--- Given data ---
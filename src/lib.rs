pub mod app;
pub mod colormap;
pub mod config;
pub mod error;
pub mod expr;
pub mod field;
pub mod mesh;
pub mod render;

pub use error::{ExprError, RenderError};
pub use field::{Field, FieldExpressions};
pub use mesh::{Grid, Mode};
pub use render::{FieldRenderer, Surface};
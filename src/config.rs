/// Arrow and color-bar geometry used when building plots.
#[derive(Debug, Clone)]
pub struct PlotSettings {
    /// Data units of field magnitude per axes width, as a quiver `scale`.
    pub scale_2d: f64,
    pub shaft_width_2d: f32,
    /// Head length as a fraction of the arrow length.
    pub head_ratio_2d: f64,
    /// Spread of each head barb from the shaft, radians.
    pub head_angle: f64,
    /// Every 3D arrow is drawn with this length regardless of magnitude.
    pub length_3d: f64,
    pub head_ratio_3d: f64,
    pub line_width_3d: f32,
    /// Default view, degrees.
    pub azimuth_deg: f64,
    pub elevation_deg: f64,
    pub colorbar_ticks: usize,
    pub colorbar_steps: usize,
}

impl Default for PlotSettings {
    fn default() -> Self {
        Self {
            scale_2d: 25.0,
            shaft_width_2d: 1.5,
            head_ratio_2d: 0.3,
            head_angle: 0.45,
            length_3d: 0.6,
            head_ratio_3d: 0.35,
            line_width_3d: 1.3,
            azimuth_deg: -60.0,
            elevation_deg: 30.0,
            colorbar_ticks: 6,
            colorbar_steps: 64,
        }
    }
}

#[derive(Debug, Clone)]
pub struct WindowSettings {
    pub title: String,
    pub size: [f32; 2],
    pub colorbar_width: f32,
}

impl Default for WindowSettings {
    fn default() -> Self {
        Self {
            title: "Vector Field 2D / 3D".to_string(),
            size: [900.0, 700.0],
            colorbar_width: 90.0,
        }
    }
}
use ndarray::{Array1, ArrayD, IxDyn};

use crate::expr::Scope;

/// Sampling policy per mode: symmetric range half-width and points per axis.
pub const RANGE_2D: f64 = 5.0;
pub const SAMPLES_2D: usize = 20;
pub const RANGE_3D: f64 = 3.0;
pub const SAMPLES_3D: usize = 8;

#[derive(Debug, Clone, Copy, PartialEq, Eq, Default)]
pub enum Mode {
    #[default]
    TwoD,
    ThreeD,
}

impl Mode {
    pub const ALL: [Mode; 2] = [Mode::TwoD, Mode::ThreeD];

    pub fn label(self) -> &'static str {
        match self {
            Mode::TwoD => "2D",
            Mode::ThreeD => "3D",
        }
    }
}

impl std::fmt::Display for Mode {
    fn fmt(&self, f: &mut std::fmt::Formatter<'_>) -> std::fmt::Result {
        f.write_str(self.label())
    }
}

/// Coordinate arrays for one render, all of the same shape.
#[derive(Debug, Clone)]
pub struct Grid {
    pub mode: Mode,
    pub x: ArrayD<f64>,
    pub y: ArrayD<f64>,
    /// Only present in 3D.
    pub z: Option<ArrayD<f64>>,
}

impl Grid {
    pub fn for_mode(mode: Mode) -> Self {
        match mode {
            Mode::TwoD => Self::planar(),
            Mode::ThreeD => Self::spatial(),
        }
    }

    /// 20 x 20 samples over [-5, 5]^2.
    pub fn planar() -> Self {
        let axis = linspace(-RANGE_2D, RANGE_2D, SAMPLES_2D);
        let n = SAMPLES_2D;
        // "xy" indexing: rows follow y, columns follow x
        let x = ArrayD::from_shape_fn(IxDyn(&[n, n]), |idx| axis[idx[1]]);
        let y = ArrayD::from_shape_fn(IxDyn(&[n, n]), |idx| axis[idx[0]]);
        Self {
            mode: Mode::TwoD,
            x,
            y,
            z: None,
        }
    }

    /// 8 x 8 x 8 samples over [-3, 3]^3.
    pub fn spatial() -> Self {
        let axis = linspace(-RANGE_3D, RANGE_3D, SAMPLES_3D);
        let n = SAMPLES_3D;
        let shape = IxDyn(&[n, n, n]);
        let x = ArrayD::from_shape_fn(shape.clone(), |idx| axis[idx[1]]);
        let y = ArrayD::from_shape_fn(shape.clone(), |idx| axis[idx[0]]);
        let z = ArrayD::from_shape_fn(shape, |idx| axis[idx[2]]);
        Self {
            mode: Mode::ThreeD,
            x,
            y,
            z: Some(z),
        }
    }

    pub fn shape(&self) -> &[usize] {
        self.x.shape()
    }

    pub fn len(&self) -> usize {
        self.x.len()
    }

    pub fn is_empty(&self) -> bool {
        self.x.is_empty()
    }

    /// Binds `x`, `y` and, in 3D, `z` for expression evaluation.
    pub fn scope(&self) -> Scope<'_> {
        let scope = Scope::new().bind("x", &self.x).bind("y", &self.y);
        match &self.z {
            Some(z) => scope.bind("z", z),
            None => scope,
        }
    }
}

/// `n` evenly spaced samples over `[start, stop]`, both ends included.
pub fn linspace(start: f64, stop: f64, n: usize) -> Array1<f64> {
    match n {
        0 => Array1::zeros(0),
        1 => Array1::from_elem(1, start),
        _ => {
            let step = (stop - start) / (n - 1) as f64;
            // pin the last sample so it is exactly `stop`
            Array1::from_shape_fn(n, |i| if i == n - 1 { stop } else { start + step * i as f64 })
        }
    }
}
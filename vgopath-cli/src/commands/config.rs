//! Configuration CLI commands.

use clap::Subcommand;
use vgopath::config::{config_file_path, ConfigFile};

use super::common::load_config;
use crate::error::CliError;

/// Config subcommands.
#[derive(Debug, Subcommand)]
pub enum ConfigCommands {
    /// Show the configuration file path
    Path,

    /// Show the effective configuration file settings
    Show,
}

/// Run a config subcommand.
pub fn run(command: ConfigCommands) -> Result<(), CliError> {
    match command {
        ConfigCommands::Path => {
            println!("{}", config_file_path().display());
            Ok(())
        }
        ConfigCommands::Show => {
            print!("{}", render_settings(&load_config()?));
            Ok(())
        }
    }
}

/// One `key = value` line per setting.
fn render_settings(config: &ConfigFile) -> String {
    let binary = config
        .go
        .binary
        .as_ref()
        .map(|p| p.display().to_string())
        .unwrap_or_else(|| "(not set)".to_string());

    format!(
        "go.binary             = {}\n\
         link.skip_bin         = {}\n\
         link.skip_build_cache = {}\n\
         link.skip_modules     = {}\n",
        binary, config.link.skip_bin, config.link.skip_build_cache, config.link.skip_modules
    )
}
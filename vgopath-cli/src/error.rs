//! CLI error type.

use thiserror::Error;
use vgopath::config::ConfigError;
use vgopath::module::ReaderError;
use vgopath::PipelineError;

/// Errors surfaced to the user by CLI commands.
#[derive(Debug, Error)]
pub enum CliError {
    #[error(transparent)]
    Config(#[from] ConfigError),

    #[error(transparent)]
    Pipeline(#[from] PipelineError),

    #[error("listing modules: {0}")]
    Modules(ReaderError),

    #[error("failed to install logger: {0}")]
    Logging(String),
}
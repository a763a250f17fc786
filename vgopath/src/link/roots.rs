//! Top-level entries of the virtual GOPATH.
//!
//! Besides `src/` (the module tree), the destination carries single
//! symlinks to the go binary directory and the build cache.

use std::fs;
use std::path::{Path, PathBuf};

use tracing::debug;

use super::error::FsError;
use super::materializer::{remove_existing, replace_with_symlink};

/// Directory holding the materialized module tree.
pub const MODULES_DIR: &str = "src";

/// Symlink to the go binary directory.
pub const BIN_DIR: &str = "bin";

/// Symlink to the go build cache.
pub const BUILD_CACHE_DIR: &str = "cache";

/// Replace `dest/name` with a symlink to `target`.
pub fn link_root(dest: &Path, name: &str, target: &Path) -> Result<PathBuf, FsError> {
    let link = dest.join(name);
    replace_with_symlink(target, &link)?;
    debug!(link = %link.display(), target = %target.display(), "Linked root");
    Ok(link)
}

/// Recreate `dest/src` as an empty directory.
pub fn reset_modules_dir(dest: &Path) -> Result<PathBuf, FsError> {
    let dir = dest.join(MODULES_DIR);
    remove_existing(&dir)?;
    fs::create_dir(&dir).map_err(|e| FsError::CreateDir {
        path: dir.clone(),
        error: e,
    })?;
    Ok(dir)
}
---
## Exercise goal
Provide only the number of lines above that contain the word "ConfigFile".

## Output for this task
2